Criterion benchmarks on a generated corpus (200 files × 5000 lines each).

| Benchmark                                   | fastgrep | GNU grep | Speedup  |
| ------------------------------------------- | -------- | -------- | -------- |
| `-rn` literal sparse (`"fn main"`)          | 7.6 ms   | 33.1 ms  | **4.4x** |
| `-rl` literal (`"fn main"`)                 | 6.7 ms   | 7.3 ms   | **1.1x** |
| `-rc` dense (`"use "`)                      | 6.8 ms   | 84.0 ms  | **12x**  |
| `-rni` case-insensitive (`"error"`)         | 35.6 ms  | 73.2 ms  | **2.1x** |
| `-rn` regex (`impl\s+Drop`)                 | 8.1 ms   | 76.4 ms  | **9.4x** |
| `-rn` very sparse (`"SubscriptionManager"`) | 5.5 ms   | 39.5 ms  | **7.2x** |
| single file (100k lines)                    | 3.5 ms   | 5.5 ms   | **1.6x** |

Scaling with file count:

| Files | fastgrep | GNU grep |
| ----- | -------- | -------- |
| 50    | 4.5 ms   | 6.3 ms   |
| 200   | 7.9 ms   | 17.4 ms  |
| 500   | 13.8 ms  | 38.2 ms  |

fastgrep scales ~2x better than GNU grep as file count grows.

> GNU grep baseline measured on Apple M2 Max, 32 GB. See [`bench_baseline/baseline.md`]bench_baseline/baseline.md.
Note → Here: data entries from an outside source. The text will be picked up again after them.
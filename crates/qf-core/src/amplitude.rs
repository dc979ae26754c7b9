//! Real-or-complex coupling amplitudes with explicit promotion rules.

use std::ops::{Add, AddAssign};

use serde::{Deserialize, Serialize};

use crate::C64;

/// Coupling amplitude authored either as a plain real number or as a
/// complex value.
///
/// Serialized form is a bare number for [`Amplitude::Real`] and a
/// two-element `[re, im]` array for [`Amplitude::Complex`]. The variant is
/// part of the value: `Real(0.5)` and `Complex([0.5, 0.0])` compare unequal
/// and survive a save/load cycle unchanged.
///
/// Addition promotes: `Real + Real` stays real, any other combination is
/// complex (a real operand contributes a zero imaginary part).
#[derive(Debug, Clone, Copy, PartialEq, Serialize, Deserialize)]
#[serde(untagged)]
pub enum Amplitude {
    /// Purely real amplitude.
    Real(f64),
    /// Complex amplitude stored as `[re, im]`.
    Complex([f64; 2]),
}

impl Amplitude {
    /// Creates a complex amplitude from its parts.
    pub const fn complex(re: f64, im: f64) -> Self {
        Amplitude::Complex([re, im])
    }

    /// Real part.
    pub fn re(&self) -> f64 {
        match self {
            Amplitude::Real(value) => *value,
            Amplitude::Complex([re, _]) => *re,
        }
    }

    /// Imaginary part (zero for real amplitudes).
    pub fn im(&self) -> f64 {
        match self {
            Amplitude::Real(_) => 0.0,
            Amplitude::Complex([_, im]) => *im,
        }
    }

    /// Whether the amplitude uses the complex representation.
    pub fn is_complex(&self) -> bool {
        matches!(self, Amplitude::Complex(_))
    }

    /// Whether both parts are exactly zero.
    pub fn is_zero(&self) -> bool {
        self.re() == 0.0 && self.im() == 0.0
    }

    /// Converts into a numeric complex scalar.
    pub fn to_c64(&self) -> C64 {
        C64::new(self.re(), self.im())
    }

    /// Returns the complex-promoted form of this amplitude.
    pub fn promoted(&self) -> Self {
        Amplitude::Complex([self.re(), self.im()])
    }
}

impl Default for Amplitude {
    fn default() -> Self {
        Amplitude::Real(0.0)
    }
}

impl From<f64> for Amplitude {
    fn from(value: f64) -> Self {
        Amplitude::Real(value)
    }
}

impl From<C64> for Amplitude {
    fn from(value: C64) -> Self {
        Amplitude::Complex([value.re, value.im])
    }
}

impl Add for Amplitude {
    type Output = Amplitude;

    fn add(self, rhs: Amplitude) -> Amplitude {
        match (self, rhs) {
            (Amplitude::Real(a), Amplitude::Real(b)) => Amplitude::Real(a + b),
            (lhs, rhs) => Amplitude::Complex([lhs.re() + rhs.re(), lhs.im() + rhs.im()]),
        }
    }
}

impl AddAssign for Amplitude {
    fn add_assign(&mut self, rhs: Amplitude) {
        *self = *self + rhs;
    }
}
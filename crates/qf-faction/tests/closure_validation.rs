mod common;

use proptest::prelude::*;
use qf_faction::{FactionDescriptor, GatedLindblad, Ring, ViolationKind};

#[test]
fn authored_fixtures_are_closed() {
    assert!(common::merchants().is_valid());
    assert!(common::millwrights().is_valid());
    assert!(common::seers().is_valid());
}

#[test]
fn decay_and_alignment_may_leave_signature() {
    let descriptor = FactionDescriptor::new("Ash Court", Ring::Second, ["ember", "ash", "crown"])
        .with_decay("ember", 0.2, "famine")
        .with_alignment("crown", "piety", 0.5);
    assert!(descriptor.validate().is_empty());
}

#[test]
fn every_endpoint_breach_is_reported() {
    let descriptor = FactionDescriptor::new("Leaky", Ring::Outer, ["a", "b", "c"])
        .with_hamiltonian("a", "z", 0.1)
        .with_lindblad_out("b", "y", 0.1)
        .with_lindblad_in("c", "x", 0.1)
        .with_gated_lindblad(
            "a",
            GatedLindblad {
                source: "w".into(),
                rate: 0.1,
                gate: "anything".into(),
                power: 1.0,
                inverse: false,
            },
        )
        .with_self_energy("q", 1.0);
    let kinds: Vec<ViolationKind> = descriptor.validate().iter().map(|v| v.kind).collect();
    assert_eq!(
        kinds,
        vec![
            ViolationKind::TermOwner,
            ViolationKind::HamiltonianEndpoint,
            ViolationKind::LindbladOutgoingEndpoint,
            ViolationKind::LindbladIncomingEndpoint,
            ViolationKind::GatedSource,
        ]
    );
}

#[test]
fn signature_size_and_duplicates() {
    let small = FactionDescriptor::new("Pair", Ring::Center, ["a", "b"]);
    assert_eq!(small.validate()[0].kind, ViolationKind::SignatureSize);

    let dup = FactionDescriptor::new("Echo", Ring::Center, ["a", "b", "a", "c"]);
    let kinds: Vec<ViolationKind> = dup.validate().iter().map(|v| v.kind).collect();
    assert_eq!(kinds, vec![ViolationKind::DuplicateSignatureSymbol]);
}

proptest! {
    #[test]
    fn valid_descriptors_keep_endpoints_in_signature(
        edges in prop::collection::vec((0usize..6, 0usize..6, -1.0f64..1.0), 0..12),
    ) {
        let pool = ["a", "b", "c", "d", "e", "f"];
        let mut descriptor = FactionDescriptor::new("Generated", Ring::First, ["a", "b", "c", "d"]);
        for (source, target, value) in edges {
            descriptor = descriptor
                .with_hamiltonian(pool[source], pool[target], value)
                .with_lindblad_out(pool[source], pool[target], value.abs());
        }
        if descriptor.is_valid() {
            for (source, targets) in &descriptor.hamiltonian {
                prop_assert!(descriptor.in_signature(source.as_str()));
                for target in targets.keys() {
                    prop_assert!(descriptor.in_signature(target.as_str()));
                }
            }
            for targets in descriptor.lindblad_outgoing.values() {
                for target in targets.keys() {
                    prop_assert!(descriptor.in_signature(target.as_str()));
                }
            }
        }
    }
}
#![allow(dead_code)]

use qf_core::Amplitude;
use qf_faction::{BellFeature, Driver, DriverKind, FactionDescriptor, GatedLindblad, Ring};

/// Descriptor touching every field, used for round-trip checks.
pub fn merchants() -> FactionDescriptor {
    FactionDescriptor::new("Granary Guilds", Ring::Center, ["grain", "coin", "ledger"])
        .with_description("Keepers of the harvest stores")
        .with_motto("Nothing spoils on our watch")
        .with_domain("Commerce")
        .with_tag("trade")
        .with_tag("imperial")
        .with_self_energy("grain", 0.2)
        .with_self_energy("coin", -0.15)
        .with_hamiltonian("grain", "coin", 0.5)
        .with_hamiltonian("coin", "ledger", Amplitude::complex(0.1, -0.3))
        .with_driver(
            "grain",
            Driver {
                kind: DriverKind::Sine,
                frequency: 0.25,
                phase: 0.1,
                amplitude: 0.05,
            },
        )
        .with_lindblad_out("grain", "coin", 0.04)
        .with_lindblad_in("ledger", "coin", 0.02)
        .with_gated_lindblad(
            "coin",
            GatedLindblad {
                source: "grain".into(),
                rate: 0.3,
                gate: "market".into(),
                power: 2.0,
                inverse: true,
            },
        )
        .with_decay("grain", 0.01, "rot")
        .with_alignment("coin", "unrest", -0.4)
        .with_measurement_inversion("ledger")
        .with_bell_feature(
            "coin",
            BellFeature {
                name: "Futures".into(),
                target: "ledger".into(),
                rate: 0.07,
            },
        )
        .with_decoherence("ledger", -0.02)
}

pub fn millwrights() -> FactionDescriptor {
    FactionDescriptor::new("Millwrights", Ring::First, ["grain", "water", "stone"])
        .with_domain("Civic")
        .with_tag("trade")
        .with_self_energy("grain", 0.1)
        .with_hamiltonian("water", "stone", 0.2)
}

pub fn seers() -> FactionDescriptor {
    FactionDescriptor::new("Moon Seers", Ring::Third, ["omen", "tide", "water"])
        .with_domain("Mystic")
        .with_tag("occult")
        .with_decay("tide", 0.05, "grain")
        .with_alignment("omen", "unrest", 0.3)
}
## Differences from GNU grep

fastgrep intentionally departs from GNU grep behaviour in several places. Every deviation is motivated by the same goal: **make recursive search safe and fast for AI agents that can't babysit a hung process**.

### File size limit (default 100 MiB)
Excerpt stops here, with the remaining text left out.